The warning raises an uncomfortable governance dilemma for Bitcoin’s decentralized community. If Satoshi is no longer alive or accessible, no one can migrate those coins to safety, and freezing them would mean compromising Bitcoin’s foundational principles.

Why Satoshi’s Bitcoins Are “Less Safe”

In an interview with BeInCrypto, Lee explained that while quantum computing could, in theory, crack current encryption methods, the technology hasn’t yet reached that level in practice. Still, he emphasized that the threat extends far beyond cryptocurrency, potentially undermining the security infrastructure of global finance, communications, and more.

For crypto specifically, the stakes are high. If quantum computers were to break wallet encryption, anyone could access and spend someone else’s funds, effectively destroying the foundation of the entire crypto ecosystem. However, not all wallets face the same risk.

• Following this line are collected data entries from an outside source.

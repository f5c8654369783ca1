// SPDX-FileCopyrightText: 2026 Bruno Meilick
// SPDX-License-Identifier: LicenseRef-Floorwalk-FreeUse-NoCopy-NoDerivatives
//
// All rights reserved.
//
// This file is part of Floorwalk and is proprietary software.
// Unauthorized copying, modification, or distribution is prohibited.

//! The delivery desk: every requester's session plus the shared employee directory.
//!
//! Transports hand events to the desk one at a time. Sessions are created on first use and
//! dropped when they return to collecting, so an absent session and a fresh one look the same.

use std::collections::BTreeMap;

use tracing::{debug, info, warn};

use crate::model::{Directory, RequesterId, SurnameKey};
use crate::ops::Action;
use crate::render::{render_delete_prompt, render_directory, Reply};
use crate::session::{transition, Effect, Event, Phase, SessionState, Transition};
use crate::store::{DirectoryFile, StoreError};

pub const HELP_TEXT: &str = "Hi! I build delivery routes.

Send a manifest, one order per line:
ivanova 0835
petrov 2397
evstratov 5851

If I don't know a recipient I'll ask for their floor and room once and remember them.

Commands:
/list - everyone in the directory
/add - add an employee by hand
/delete - remove an employee
/clear - clear the route";

pub const DELETE_CANCELLED_TEXT: &str = "Cancelled.";
pub const NOT_FOUND_TEXT: &str = "Not found.";

/// One directory read: the rendered listing and the snapshot it was rendered from.
#[derive(Debug, Clone, PartialEq, Eq)]
pub struct DirectoryListing {
    pub reply: Reply,
    pub directory: Directory,
}

#[derive(Debug)]
pub struct DeliveryDesk {
    store: DirectoryFile,
    sessions: BTreeMap<RequesterId, SessionState>,
}

impl DeliveryDesk {
    pub fn new(store: DirectoryFile) -> Self {
        Self {
            store,
            sessions: BTreeMap::new(),
        }
    }

    pub fn store(&self) -> &DirectoryFile {
        &self.store
    }

    pub fn session(&self, requester: &RequesterId) -> Option<&SessionState> {
        self.sessions.get(requester)
    }

    pub fn phase(&self, requester: &RequesterId) -> Phase {
        self.session(requester).map(SessionState::phase).unwrap_or(Phase::Collecting)
    }

    pub fn start(&self) -> Reply {
        Reply::text(HELP_TEXT)
    }

    /// Free text from the operator. Reads the directory so a manifest is classified against the
    /// latest snapshot.
    pub fn handle_text(
        &mut self,
        requester: &RequesterId,
        text: &str,
    ) -> Result<Vec<Reply>, StoreError> {
        let directory = self.store.load()?;
        self.dispatch(requester, Event::Text(text.to_owned()), &directory)
    }

    pub fn start_manual_add(&mut self, requester: &RequesterId) -> Result<Vec<Reply>, StoreError> {
        self.dispatch(requester, Event::StartManualAdd, &Directory::new())
    }

    pub fn clear(&mut self, requester: &RequesterId) -> Result<Vec<Reply>, StoreError> {
        self.dispatch(requester, Event::Clear, &Directory::new())
    }

    pub fn mark_delivered(
        &mut self,
        requester: &RequesterId,
        index: usize,
    ) -> Result<Vec<Reply>, StoreError> {
        self.dispatch(requester, Event::MarkDelivered(index), &Directory::new())
    }

    /// Routes a named action: route actions go to the requester's session, delete actions go
    /// straight to the directory.
    pub fn handle_action(
        &mut self,
        requester: &RequesterId,
        action: Action,
    ) -> Result<Vec<Reply>, StoreError> {
        match action {
            Action::MarkDelivered(index) => self.mark_delivered(requester, index),
            Action::ClearAll => self.clear(requester),
            Action::DeleteEmployee(surname) => Ok(vec![self.delete_employee(&surname)?]),
            Action::CancelDelete => Ok(vec![Reply::text(DELETE_CANCELLED_TEXT)]),
        }
    }

    pub fn delete_employee(&self, surname: &SurnameKey) -> Result<Reply, StoreError> {
        let removed = self.store.delete(surname).map_err(|err| {
            warn!(surname = %surname, error = %err, "failed to delete directory entry");
            err
        })?;
        Ok(match removed {
            Some(record) => Reply::text(format!("{} removed.", record.full_name())),
            None => {
                info!(surname = %surname, "delete requested for unknown surname");
                Reply::text(NOT_FOUND_TEXT)
            }
        })
    }

    pub fn list_directory(&self) -> Result<DirectoryListing, StoreError> {
        let directory = self.store.list()?;
        Ok(DirectoryListing {
            reply: Reply::text(render_directory(&directory)),
            directory,
        })
    }

    pub fn delete_prompt(&self) -> Result<Reply, StoreError> {
        Ok(render_delete_prompt(&self.store.list()?))
    }

    /// Runs one transition and applies its directory writes in order. The new state replaces the
    /// old one only if every write succeeded; on failure the requester can simply answer again.
    fn dispatch(
        &mut self,
        requester: &RequesterId,
        event: Event,
        directory: &Directory,
    ) -> Result<Vec<Reply>, StoreError> {
        let state = self.sessions.get(requester).cloned().unwrap_or_default();
        let from = state.phase();
        let Transition { state, effects } = transition(state, event, directory);

        let mut replies = Vec::new();
        for effect in effects {
            match effect {
                Effect::Reply(reply) => replies.push(reply),
                Effect::SaveEmployee { surname, record } => {
                    if let Err(err) = self.store.put(surname.clone(), record) {
                        warn!(
                            requester = %requester,
                            surname = %surname,
                            error = %err,
                            "failed to persist directory entry; session left unchanged"
                        );
                        return Err(err);
                    }
                }
            }
        }

        debug!(
            requester = %requester,
            from = from.as_str(),
            to = state.phase().as_str(),
            "session transition"
        );
        if state == SessionState::Collecting {
            self.sessions.remove(requester);
        } else {
            self.sessions.insert(requester.clone(), state);
        }
        Ok(replies)
    }
}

“The million Bitcoins that Satoshi has. Nobody knows who Satoshi is….Those coins are not well protected. They’re actually less safe than current coins in terms of quantum attacks,” Lee told BeInCrypto. “If quantum does happen, those will be the first coins that will be kind of broken into.”

The vulnerability stems from the transaction format. In the earliest days of Bitcoin (2009–2010), most transactions used Pay-to-Public-Key (P2PK) scripts rather than the later Pay-to-Public-Key-Hash (P2PKH) format.

  • P2PK: The transaction output directly contains the public key.
  • P2PKH: The output contains a hash of the public key, which hides the actual key until the coins are spent.

Satoshi’s addresses primarily use the older format, making them vulnerable to potential quantum attacks. According to a report published this week by ARK Invest and Unchained, roughly 6.9 million Bitcoins are vulnerable to potential future quantum attacks. Of this, an estimated 1.7 million sit in early address formats such as P2PK and are believed to be lost.

The Governance Nightmare

Lee highlighted the deeper problem that goes beyond encryption. Even if the Bitcoin community successfully develops and deploys quantum-safe wallets, the question remains what should be done about Satoshi’s coins.

If Satoshi has passed away or is not around, those coins become what Lee described as “a free-for-all” for whoever builds a sufficiently powerful quantum computer first. He said it could create a “scary situation” in which a million Bitcoins could be dumped on the open market.

“Are we going to change Bitcoin to kind of stop anyone from spending from that address? Or are we going to move the coins? Or are we going to leave it alone?” Lee said. “If it’s fully decentralized, nobody should be able to touch those coins.”

This philosophical tension is already generating debate within the Bitcoin community. Recently, CryptoQuant CEO Ki Young Ju also revived this discussion on X, noting that a potential quantum-resistant upgrade to Bitcoin could come with a difficult trade-off.

According to him, it might require freezing roughly the $BTC associated with Satoshi Nakamoto, along with millions more held in older wallets.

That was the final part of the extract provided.